WWE aren't the boundless well of surprises they once were, and frankly, it's understandable.
There sits around a table a collection of creative minds frazzled beyond reason catering to the whims of an increasingly irritable old man, piling on to sneak lines of dialogue into a bloated three hour show that routinely neglects all narrative convention anyway. Writers don't seem to be allowed to work on their own programmes - passion projects with favoured performers - instead contributing the same voices to a host of different personas and angles that subsequently all look, sound and feel identical.
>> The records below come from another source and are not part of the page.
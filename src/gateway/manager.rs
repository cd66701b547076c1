//! Broadcast gateway for delivering updates to connected clients.

use crossbeam_channel::{bounded, Sender};
use parking_lot::RwLock;
use std::collections::HashMap;
use std::sync::atomic::{AtomicU64, Ordering};
use tracing::debug;

use super::types::{ClientEvent, ClientHandle, ClientId, DropReason, GatewayConfig, UpdatePayload};

/// Internal per-client state.
struct Client {
    sender: Sender<ClientEvent>,
}

impl Client {
    /// Try to send an event. Returns false if the buffer is full or the
    /// receiver is gone (client will be dropped).
    fn try_send(&self, event: ClientEvent) -> bool {
        match self.sender.try_send(event) {
            Ok(()) => true,
            Err(crossbeam_channel::TrySendError::Full(_)) => false,
            Err(crossbeam_channel::TrySendError::Disconnected(_)) => false,
        }
    }
}

/// Fans one cycle's payload out to every connected client.
///
/// Broadcast is fire-and-forget: the engine never waits for delivery. A
/// client that cannot keep up is dropped rather than allowed to block the
/// cycle; the transport's at-least-once semantics cover connected clients.
pub struct Gateway {
    /// Connected clients by id.
    clients: RwLock<HashMap<ClientId, Client>>,
    /// Counter for generating client ids.
    next_id: AtomicU64,
}

impl Gateway {
    /// Create a gateway with no clients.
    pub fn new() -> Self {
        Self {
            clients: RwLock::new(HashMap::new()),
            next_id: AtomicU64::new(1),
        }
    }

    /// Register a client connection.
    ///
    /// The new client receives nothing until the next broadcast; submit a
    /// "client ready" trigger to populate it with a full update.
    pub fn subscribe(&self, config: GatewayConfig) -> ClientHandle {
        let id = ClientId(self.next_id.fetch_add(1, Ordering::SeqCst));
        let (sender, receiver) = bounded(config.buffer_size);

        self.clients.write().insert(id, Client { sender });

        ClientHandle { id, receiver }
    }

    /// Disconnect a client and clean up.
    pub fn unsubscribe(&self, id: ClientId) {
        let mut clients = self.clients.write();
        if let Some(client) = clients.remove(&id) {
            // Best effort notice
            let _ = client.try_send(ClientEvent::Dropped {
                reason: DropReason::Unsubscribed,
            });
        }
    }

    /// Number of connected clients.
    pub fn client_count(&self) -> usize {
        self.clients.read().len()
    }

    /// Deliver a payload to every connected client. Drops clients whose
    /// buffers overflow.
    pub fn broadcast(&self, payload: UpdatePayload) {
        let event = ClientEvent::Update(payload);
        let mut to_remove = Vec::new();

        {
            let clients = self.clients.read();
            for (id, client) in clients.iter() {
                if !client.try_send(event.clone()) {
                    to_remove.push(*id);
                }
            }
        }

        if !to_remove.is_empty() {
            let mut clients = self.clients.write();
            for id in to_remove {
                if let Some(client) = clients.remove(&id) {
                    debug!(client = id.0, "dropping slow client");
                    // Might fail too, that's ok
                    let _ = client.try_send(ClientEvent::Dropped {
                        reason: DropReason::BufferOverflow,
                    });
                }
            }
        }
    }
}

impl Default for Gateway {
    fn default() -> Self {
        Self::new()
    }
}
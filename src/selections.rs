//! Per-category selection store.
//!
//! One mapping per category from user id to chosen item. Absence of an entry
//! means "unselected"; there is no sentinel choice value. The store is owned
//! by the engine and only mutated inside a reconciliation cycle or by the
//! trigger that starts one.

use crate::error::{EngineError, Result};
use crate::ruleset::Ruleset;
use crate::types::{CategoryId, ChoiceId, UserId};
use std::collections::{BTreeMap, BTreeSet, HashMap};

/// Mutable mapping, per category, from user identity to chosen item.
#[derive(Clone, Debug)]
pub struct SelectionStore {
    by_category: HashMap<CategoryId, HashMap<UserId, ChoiceId>>,
}

impl SelectionStore {
    /// Create an empty store with one mapping per catalog category.
    pub fn new(ruleset: &Ruleset) -> Self {
        let by_category = ruleset
            .categories()
            .iter()
            .map(|c| (c.id.clone(), HashMap::new()))
            .collect();
        Self { by_category }
    }

    /// Record a selection, overwriting any previous entry for this user and
    /// category.
    ///
    /// The choice id is stored as-is, without validating membership in the
    /// category's choice list. Clients are trusted on this boundary; see the
    /// crate docs for why tightening it is a design choice, not a fix.
    pub fn set(&mut self, category: &CategoryId, user: UserId, choice: ChoiceId) -> Result<()> {
        let entries = self
            .by_category
            .get_mut(category)
            .ok_or_else(|| EngineError::UnknownCategory(category.clone()))?;
        entries.insert(user, choice);
        Ok(())
    }

    /// Remove a user's entry in one category. No-op when absent. Always
    /// permitted, even past the cap: over-allocation is advisory only.
    pub fn clear(&mut self, category: &CategoryId, user: &UserId) -> Result<()> {
        let entries = self
            .by_category
            .get_mut(category)
            .ok_or_else(|| EngineError::UnknownCategory(category.clone()))?;
        entries.remove(user);
        Ok(())
    }

    /// Remove a user's entries in every category.
    pub fn clear_everywhere(&mut self, user: &UserId) {
        for entries in self.by_category.values_mut() {
            entries.remove(user);
        }
    }

    /// Delete every entry in one category whose user is not in `keep`.
    pub fn prune(&mut self, category: &CategoryId, keep: &BTreeSet<UserId>) -> Result<()> {
        let entries = self
            .by_category
            .get_mut(category)
            .ok_or_else(|| EngineError::UnknownCategory(category.clone()))?;
        entries.retain(|user, _| keep.contains(user));
        Ok(())
    }

    /// Prune every category against `keep`.
    pub fn prune_all(&mut self, keep: &BTreeSet<UserId>) {
        for entries in self.by_category.values_mut() {
            entries.retain(|user, _| keep.contains(user));
        }
    }

    /// A user's current choice in one category, if any.
    pub fn get(&self, category: &CategoryId, user: &UserId) -> Option<&ChoiceId> {
        self.by_category.get(category)?.get(user)
    }

    /// Immutable ordered copy of one category's mapping, safe to serialize
    /// while later triggers mutate the store.
    pub fn snapshot(&self, category: &CategoryId) -> Result<BTreeMap<UserId, ChoiceId>> {
        let entries = self
            .by_category
            .get(category)
            .ok_or_else(|| EngineError::UnknownCategory(category.clone()))?;
        Ok(entries
            .iter()
            .map(|(u, c)| (u.clone(), c.clone()))
            .collect())
    }

    /// Ordered copies of every category's mapping.
    pub fn snapshot_all(&self) -> BTreeMap<CategoryId, BTreeMap<UserId, ChoiceId>> {
        self.by_category
            .iter()
            .map(|(id, entries)| {
                let copy = entries
                    .iter()
                    .map(|(u, c)| (u.clone(), c.clone()))
                    .collect();
                (id.clone(), copy)
            })
            .collect()
    }

    /// Total entry count across all categories.
    pub fn len(&self) -> usize {
        self.by_category.values().map(|m| m.len()).sum()
    }

    pub fn is_empty(&self) -> bool {
        self.len() == 0
    }
}
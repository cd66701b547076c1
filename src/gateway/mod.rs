//! Broadcast gateway: the boundary between the engine and its clients.
//!
//! Every connected client holds a bounded channel; a completed cycle fans
//! its payload out to all of them:
//! - Fire-and-forget delivery, the engine never blocks on a client
//! - Slow consumers are dropped with a best-effort notice
//! - Payloads carry the full tree; a reconnecting client needs no replay,
//!   just a "client ready" trigger
//!
//! # Example
//!
//! ```ignore
//! let gateway = Arc::new(Gateway::new());
//! let handle = gateway.subscribe(GatewayConfig::default());
//!
//! // After a cycle broadcasts:
//! match handle.recv() {
//!     Ok(ClientEvent::Update(payload)) => render(payload),
//!     Ok(ClientEvent::Dropped { reason }) => reconnect(reason),
//!     Err(_) => (),
//! }
//! ```

mod manager;
mod types;

pub use manager::Gateway;
pub use types::{
    ClientEvent, ClientHandle, ClientId, DropReason, GatewayConfig, TeamChannelView, UpdatePayload,
};
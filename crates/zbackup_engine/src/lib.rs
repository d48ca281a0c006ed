//! # zbackup Engine
//!
//! Snapshot reconciliation and incremental transfer engine for zbackup.
//!
//! This crate provides:
//! - Snapshot catalogs built from raw volume listings
//! - Reconciliation of primary and backup histories (checkpoint, pending)
//! - A chunked transfer pipeline between a snapshot producer and consumer
//! - The sync loop and "create then sync" backup operation
//! - Confirmation-gated restore, rollback and removal workflows
//!
//! ## Architecture
//!
//! Replication is **one-way**, primary to backup, one snapshot per round:
//! 1. Load both catalogs through the [`zbackup_store::SnapshotStore`]
//! 2. Find the checkpoint (latest snapshot present on both sides)
//! 3. Pick the earliest primary snapshot after it that the backup lacks
//! 4. Transfer it, as a delta against the checkpoint when possible
//! 5. Repeat until nothing is pending
//!
//! ## Key Invariants
//!
//! - Snapshots are equal only if both name and creation time match
//! - At most one transfer is in flight
//! - A snapshot only counts as replicated once the consumer confirms it
//! - Every chunk read is written in full, or the transfer fails
//! - Destructive workflows change nothing unless confirmed

#![deny(unsafe_code)]
#![warn(missing_docs)]

mod catalog;
mod config;
mod engine;
mod error;
mod reconcile;
mod report;
mod snapshot;
mod transfer;
mod workflow;

pub use catalog::Catalog;
pub use config::{BackupConfig, MAX_CHUNK_SIZE};
pub use engine::{
    BackupEngine, CreateBackupOutcome, EngineState, EngineStats, SnapshotRow, SyncOutcome,
    TransferRecord,
};
pub use error::{BackupError, BackupResult, TransferError};
pub use reconcile::{checkpoint, pending, reconcile, ReconcilePlan, TransferMode};
pub use report::{
    is_affirmative, AssumeYes, Confirmer, NoopReporter, Reporter, ScriptedConfirmer,
    TracingReporter,
};
pub use snapshot::{validate_snapshot_name, Snapshot, SnapshotRef};
pub use transfer::{TransferPipeline, TransferRequest, TransferStats, DEFAULT_CHUNK_SIZE};
pub use workflow::{RemoveScope, WorkflowOutcome};
//! CLI command implementations.

pub mod create;
pub mod list;
pub mod remove;
pub mod restore;
pub mod sync;
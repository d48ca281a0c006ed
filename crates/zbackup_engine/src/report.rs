//! Progress reporting and confirmation seams.
//!
//! The engine never prints or reads the terminal itself. Front ends plug in a
//! [`Reporter`] to surface progress and a [`Confirmer`] to answer destructive
//! prompts.

use crate::catalog::Catalog;
use crate::engine::SyncOutcome;
use crate::reconcile::TransferMode;
use crate::snapshot::Snapshot;
use crate::transfer::{TransferRequest, TransferStats};
use parking_lot::Mutex;
use std::io;
use tracing::{debug, info, trace, warn};

/// Receives engine events. Every method defaults to doing nothing.
pub trait Reporter: Send + Sync {
    /// A sync run is starting. Replication is one-way, primary to backup.
    fn sync_started(&self, _primary: &str, _backup: &str) {}

    /// Result of the first reconciliation of a sync run.
    fn reconciled(&self, _checkpoint: Option<&Snapshot>, _pending: Option<&Snapshot>) {}

    /// A transfer is starting.
    fn transfer_started(&self, _request: &TransferRequest) {}

    /// Total bytes relayed so far by the running transfer.
    fn transfer_progress(&self, _bytes: u64) {}

    /// A transfer completed and the consumer confirmed it.
    fn transfer_finished(&self, _request: &TransferRequest, _stats: &TransferStats) {}

    /// A catalog was reloaded after a sync run.
    fn catalog_refreshed(&self, _catalog: &Catalog) {}

    /// A sync run converged.
    fn sync_finished(&self, _outcome: &SyncOutcome) {}

    /// A snapshot was created on a volume.
    fn snapshot_created(&self, _volume: &str, _name: &str) {}

    /// A snapshot, or every snapshot of a volume, was destroyed.
    fn snapshot_destroyed(&self, _target: &str) {}

    /// A volume was restored or rolled back to a snapshot.
    fn restore_finished(&self, _source: &str, _volume: &str) {}

    /// The user declined a destructive operation.
    fn cancelled(&self, _operation: &str) {}
}

/// A reporter that discards every event.
#[derive(Debug, Default, Clone, Copy)]
pub struct NoopReporter;

impl Reporter for NoopReporter {}

/// A reporter that logs every event through `tracing`.
#[derive(Debug, Default, Clone, Copy)]
pub struct TracingReporter;

impl Reporter for TracingReporter {
    fn sync_started(&self, primary: &str, backup: &str) {
        info!(primary, backup, "starting one-way sync");
    }

    fn reconciled(&self, checkpoint: Option<&Snapshot>, pending: Option<&Snapshot>) {
        info!(
            checkpoint = checkpoint.map(Snapshot::name).unwrap_or(""),
            pending = pending.map(Snapshot::name).unwrap_or(""),
            "reconciled snapshot histories"
        );
    }

    fn transfer_started(&self, request: &TransferRequest) {
        match &request.mode {
            TransferMode::Full => info!(
                snapshot = request.snapshot.name(),
                target = %request.target_volume,
                "starting full transfer"
            ),
            TransferMode::Delta { from } => info!(
                snapshot = request.snapshot.name(),
                from = from.name(),
                target = %request.target_volume,
                "starting incremental transfer"
            ),
        }
    }

    fn transfer_progress(&self, bytes: u64) {
        trace!(bytes, "transfer progress");
    }

    fn transfer_finished(&self, request: &TransferRequest, stats: &TransferStats) {
        info!(
            snapshot = request.snapshot.name(),
            bytes = stats.bytes,
            chunks = stats.chunks,
            elapsed_ms = stats.duration.as_millis() as u64,
            "transfer complete"
        );
    }

    fn catalog_refreshed(&self, catalog: &Catalog) {
        debug!(
            volume = catalog.volume(),
            snapshots = catalog.len(),
            "catalog refreshed"
        );
    }

    fn sync_finished(&self, outcome: &SyncOutcome) {
        info!(
            transfers = outcome.transfers.len(),
            bytes = outcome.bytes_transferred(),
            "sync done"
        );
    }

    fn snapshot_created(&self, volume: &str, name: &str) {
        info!(volume, name, "snapshot created");
    }

    fn snapshot_destroyed(&self, target: &str) {
        warn!(target, "snapshot destroyed");
    }

    fn restore_finished(&self, source: &str, volume: &str) {
        info!(source, volume, "restore complete");
    }

    fn cancelled(&self, operation: &str) {
        info!(operation, "cancelled by user");
    }
}

/// Answers destructive-operation prompts.
pub trait Confirmer: Send + Sync {
    /// Shows `prompt` and returns the raw answer.
    ///
    /// # Errors
    ///
    /// Returns an error if no answer could be read.
    fn ask(&self, prompt: &str) -> io::Result<String>;
}

/// Returns true for `y` or `yes`, ignoring case and surrounding whitespace.
pub fn is_affirmative(answer: &str) -> bool {
    let answer = answer.trim();
    answer.eq_ignore_ascii_case("y") || answer.eq_ignore_ascii_case("yes")
}

/// A confirmer that answers yes without asking.
#[derive(Debug, Default, Clone, Copy)]
pub struct AssumeYes;

impl Confirmer for AssumeYes {
    fn ask(&self, _prompt: &str) -> io::Result<String> {
        Ok("yes".to_string())
    }
}

/// A confirmer that gives a fixed answer and remembers what it was asked.
#[derive(Debug, Default)]
pub struct ScriptedConfirmer {
    answer: String,
    prompts: Mutex<Vec<String>>,
}

impl ScriptedConfirmer {
    /// Creates a confirmer that always answers `answer`.
    pub fn new(answer: impl Into<String>) -> Self {
        Self {
            answer: answer.into(),
            prompts: Mutex::new(Vec::new()),
        }
    }

    /// Prompts shown so far.
    pub fn prompts(&self) -> Vec<String> {
        self.prompts.lock().clone()
    }
}

impl Confirmer for ScriptedConfirmer {
    fn ask(&self, prompt: &str) -> io::Result<String> {
        self.prompts.lock().push(prompt.to_string());
        Ok(self.answer.clone())
    }
}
In the rare case of a heel turn worth its salt in 2018, the risk of dilution in the very next segment is all too real.
Done right, they provide a storyline with a spine. A raison d'ĂȘtre for a babyface beyond workplace bullying or obnoxious d*ckheadedness at the expense of an authority figure they've suddenly developed a dispute with. The logic of a turn inherently checks out too - corruption is often rewarded until comeuppance is sought and gained.
The most enjoyable are ordinarily those that come as a complete shock. A great babyface should make even the casual observer feel part of their journey, and thus feel the pain of a former friend's devastating change of heart.
11. Shawn Michaels On Hulk Hogan (2005)
Kicking off one of the best runs of his entire career by nearly kicking off Hulk Hogan's head, Shawn Michaels brought new life to his post-1998 tenure with just a single month as an absolute sh*thouse determined to get under the leathery skin of the biggest star in the history of the industry.
The pair had teamed together on and off since 'HBK' begged 'The Hulkster' to help him fend off the feckless Muhmmad Hassan and Daivari earlier in the year, making his hip-swivelling all the more shocking as the duo posed after yet another victory together.
As it transpired, something had snapped within Shawn based on the still-honoured legacy of Hogan. As he'd put it during their bloody post-match handshake, "he had to know" - in kayfabe to know if he had it in him to overcome another icon, to know if he even belonged in various 'Mount Rushmore' discussions alongside his elder, in reality to know if he could get a decent match out of a man that hadn't stumbled near one for years.
He couldn't, as it happened, but his experience of his opponents' political worst brought the real heel back out of the 'Heartbreak Kid'. He bumped like a fool, but it was Hogan's crimson mask that doubled as clown paint as the farcical affair became a circus.